CVE-2020-15339

Vulnerability

A stored cross-site scripting (XSS) vulnerability exists in Zyxel CloudCNM SecuManager versions 3.1.0 and 3.1.1. The endpoint live/CPEManager/AXCampaignManager/handle_campaign_script_link?script_name= does not sanitize user-controlled input, permitting an attacker to inject arbitrary JavaScript or HTML code. The vulnerability is reachable through the web interface without special configuration [1].

Exploitation

An attacker with network access to the SecuManager web interface can craft a malicious URL containing a script_name parameter with embedded script payloads. If an authenticated administrator clicks the link or the injected content is later rendered, the attacker’s script executes in the context of the victim’s browser session.
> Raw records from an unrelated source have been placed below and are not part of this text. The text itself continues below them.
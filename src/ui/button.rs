//! Button component for form actions

use ratatui::{
    layout::Rect,
    style::{Color, Modifier, Style},
    widgets::{Block, Borders, Paragraph},
    Frame,
};

/// Button height in rows (top border + content + bottom border)
pub const BUTTON_HEIGHT: u16 = 3;

/// Render a bordered button with a key hint, greyed out when disabled
pub fn render_button(frame: &mut Frame, area: Rect, key: &str, label: &str, is_enabled: bool) {
    let (border_style, text_style) = if is_enabled {
        (
            Style::default().fg(Color::Cyan),
            Style::default().add_modifier(Modifier::BOLD),
        )
    } else {
        (
            Style::default().fg(Color::DarkGray),
            Style::default().fg(Color::DarkGray),
        )
    };

    let paragraph = Paragraph::new(format!(" {key} {label} ")).style(text_style);
    let block = Block::default()
        .borders(Borders::ALL)
        .border_style(border_style);

    frame.render_widget(paragraph.block(block), area);
}
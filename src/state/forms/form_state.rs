//! Form mode and aggregate field operations

use super::field::FieldState;
use crate::state::observable::{Listener, Observable};
use std::fmt;
use std::rc::Rc;

/// The two modes a form can be in
#[derive(Debug, Clone, Copy, PartialEq, Eq, Hash, Default)]
pub enum FormMode {
    /// Read-only display
    #[default]
    View,
    /// Interactive editing
    Edit,
}

impl FormMode {
    /// The other mode
    pub fn toggled(self) -> Self {
        match self {
            FormMode::View => FormMode::Edit,
            FormMode::Edit => FormMode::View,
        }
    }

    pub fn is_edit(self) -> bool {
        self == FormMode::Edit
    }
}

impl fmt::Display for FormMode {
    fn fmt(&self, f: &mut fmt::Formatter<'_>) -> fmt::Result {
        match self {
            FormMode::View => write!(f, "View"),
            FormMode::Edit => write!(f, "Edit"),
        }
    }
}

/// Operations a form fans out to its fields, independent of value type
#[cfg_attr(test, mockall::automock)]
pub trait TrackedField {
    /// Whether the field's working value differs from its baseline
    fn is_modified(&self) -> bool;

    /// Discard edits
    fn revert(&self);

    /// Accept edits
    fn commit(&self);
}

/// A registered field with its value type erased.
///
/// Equality is identity: two handles are equal when they refer to the same
/// field, regardless of the values held.
#[derive(Clone)]
pub struct FieldHandle(Rc<dyn TrackedField>);

impl FieldHandle {
    pub fn new(field: Rc<dyn TrackedField>) -> Self {
        Self(field)
    }

    /// Whether this handle refers to `field`
    pub fn is<T: Clone + PartialEq + 'static>(&self, field: &FieldState<T>) -> bool {
        self.addr() == field.addr()
    }

    pub fn ptr_eq(&self, other: &FieldHandle) -> bool {
        self.addr() == other.addr()
    }

    pub fn is_modified(&self) -> bool {
        self.0.is_modified()
    }

    pub fn revert(&self) {
        self.0.revert();
    }

    pub fn commit(&self) {
        self.0.commit();
    }

    fn addr(&self) -> *const () {
        Rc::as_ptr(&self.0) as *const ()
    }
}

impl PartialEq for FieldHandle {
    fn eq(&self, other: &Self) -> bool {
        self.ptr_eq(other)
    }
}

impl Eq for FieldHandle {}

impl fmt::Debug for FieldHandle {
    fn fmt(&self, f: &mut fmt::Formatter<'_>) -> fmt::Result {
        f.debug_tuple("FieldHandle").field(&self.addr()).finish()
    }
}

/// Form-level state: the active [`FormMode`] plus the set of registered fields.
///
/// Like [`FieldState`], this is a shared handle; clones refer to the same form.
/// The form never owns its fields. Unregistering a field, or dropping the
/// form, leaves the field fully usable.
#[derive(Clone)]
pub struct FormState {
    pub(super) inner: Rc<FormInner>,
}

pub(super) struct FormInner {
    mode: Observable<FormMode>,
    fields: Observable<Vec<FieldHandle>>,
}

impl FormState {
    pub fn new(initial_mode: FormMode) -> Self {
        Self {
            inner: Rc::new(FormInner {
                mode: Observable::new(initial_mode),
                fields: Observable::new(Vec::new()),
            }),
        }
    }

    /// Current view/edit mode. Only [`toggle_mode`](Self::toggle_mode) changes it.
    pub fn mode(&self) -> FormMode {
        self.inner.mode.get()
    }

    /// Flip between View and Edit.
    ///
    /// Pending edits are left alone; commit or revert first if that matters.
    pub fn toggle_mode(&self) {
        let next = self.mode().toggled();
        tracing::debug!(mode = %next, "form mode toggled");
        self.inner.mode.set(next);
    }

    /// Track `field`. Registering the same field twice keeps one entry.
    pub fn register_field(&self, field: impl Into<FieldHandle>) {
        let field = field.into();
        if self.contains_handle(&field) {
            tracing::trace!("field already registered");
            return;
        }
        self.inner.fields.update(|fields| fields.push(field));
        tracing::debug!(count = self.len(), "field registered");
    }

    /// Stop tracking `field`. Unknown fields are ignored.
    pub fn unregister_field(&self, field: impl Into<FieldHandle>) {
        let field = field.into();
        if !self.contains_handle(&field) {
            tracing::trace!("unregister of unknown field ignored");
            return;
        }
        self.inner
            .fields
            .update(|fields| fields.retain(|f| !f.ptr_eq(&field)));
        tracing::debug!(count = self.len(), "field unregistered");
    }

    /// Registered fields in registration order.
    ///
    /// This is a snapshot; changing it does not change the form.
    pub fn fields(&self) -> Vec<FieldHandle> {
        self.inner.fields.get()
    }

    pub fn contains<T: Clone + PartialEq + 'static>(&self, field: &FieldState<T>) -> bool {
        self.inner
            .fields
            .with(|fields| fields.iter().any(|f| f.is(field)))
    }

    pub fn len(&self) -> usize {
        self.inner.fields.with(Vec::len)
    }

    pub fn is_empty(&self) -> bool {
        self.len() == 0
    }

    /// True when any registered field is modified; false for an empty form
    pub fn is_modified(&self) -> bool {
        self.inner
            .fields
            .with(|fields| fields.iter().any(FieldHandle::is_modified))
    }

    /// Revert every registered field, in registration order
    pub fn revert(&self) {
        let fields = self.fields();
        tracing::debug!(count = fields.len(), "reverting form");
        for field in &fields {
            field.revert();
        }
    }

    /// Commit every registered field, in registration order
    pub fn commit(&self) {
        let fields = self.fields();
        tracing::debug!(count = fields.len(), "committing form");
        for field in &fields {
            field.commit();
        }
    }

    /// Number of mode changes and registration changes so far.
    ///
    /// Field values have their own [`FieldState::version`].
    pub fn version(&self) -> u64 {
        self.inner
            .mode
            .version()
            .wrapping_add(self.inner.fields.version())
    }

    /// Notify `listener` when the mode or the registered set changes.
    ///
    /// Field value changes are observed through [`FieldState::subscribe`].
    pub fn subscribe(&self, listener: &Listener) {
        self.inner.mode.subscribe(listener);
        self.inner.fields.subscribe(listener);
    }

    pub(super) fn from_inner(inner: Rc<FormInner>) -> Self {
        Self { inner }
    }

    fn contains_handle(&self, field: &FieldHandle) -> bool {
        self.inner
            .fields
            .with(|fields| fields.iter().any(|f| f.ptr_eq(field)))
    }
}

impl Default for FormState {
    fn default() -> Self {
        Self::new(FormMode::default())
    }
}

impl fmt::Debug for FormState {
    fn fmt(&self, f: &mut fmt::Formatter<'_>) -> fmt::Result {
        f.debug_struct("FormState")
            .field("mode", &self.mode())
            .field("fields", &self.len())
            .field("modified", &self.is_modified())
            .finish()
    }
}
//! Form domain layer
//!
//! [`FieldState`] tracks one value's committed baseline against its working
//! copy. [`FormState`] groups fields under a shared View/Edit mode and fans
//! commit/revert out to all of them.

mod field;
mod form_state;
mod registration;

pub use field::FieldState;
pub use form_state::{FieldHandle, FormMode, FormState, TrackedField};
pub use registration::{AttachedField, Registration};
The attack does not require prior authentication beyond the victim’s valid session [1].

Impact

Successful exploitation leads to arbitrary JavaScript execution in the victim’s browser. The attacker could steal session cookies, perform actions on behalf of the administrator, modify displayed content, or redirect to malicious sites, potentially leading to full compromise of the management console’s privileges [1].

Mitigation

Zyxel has not released a patch for this specific XSS issue in the available reference. The recommended mitigation is to restrict network access to the SecuManager web interface to trusted administrators only and to review the product’s lifecycle status. Users should monitor vendor advisories for an official fix [1].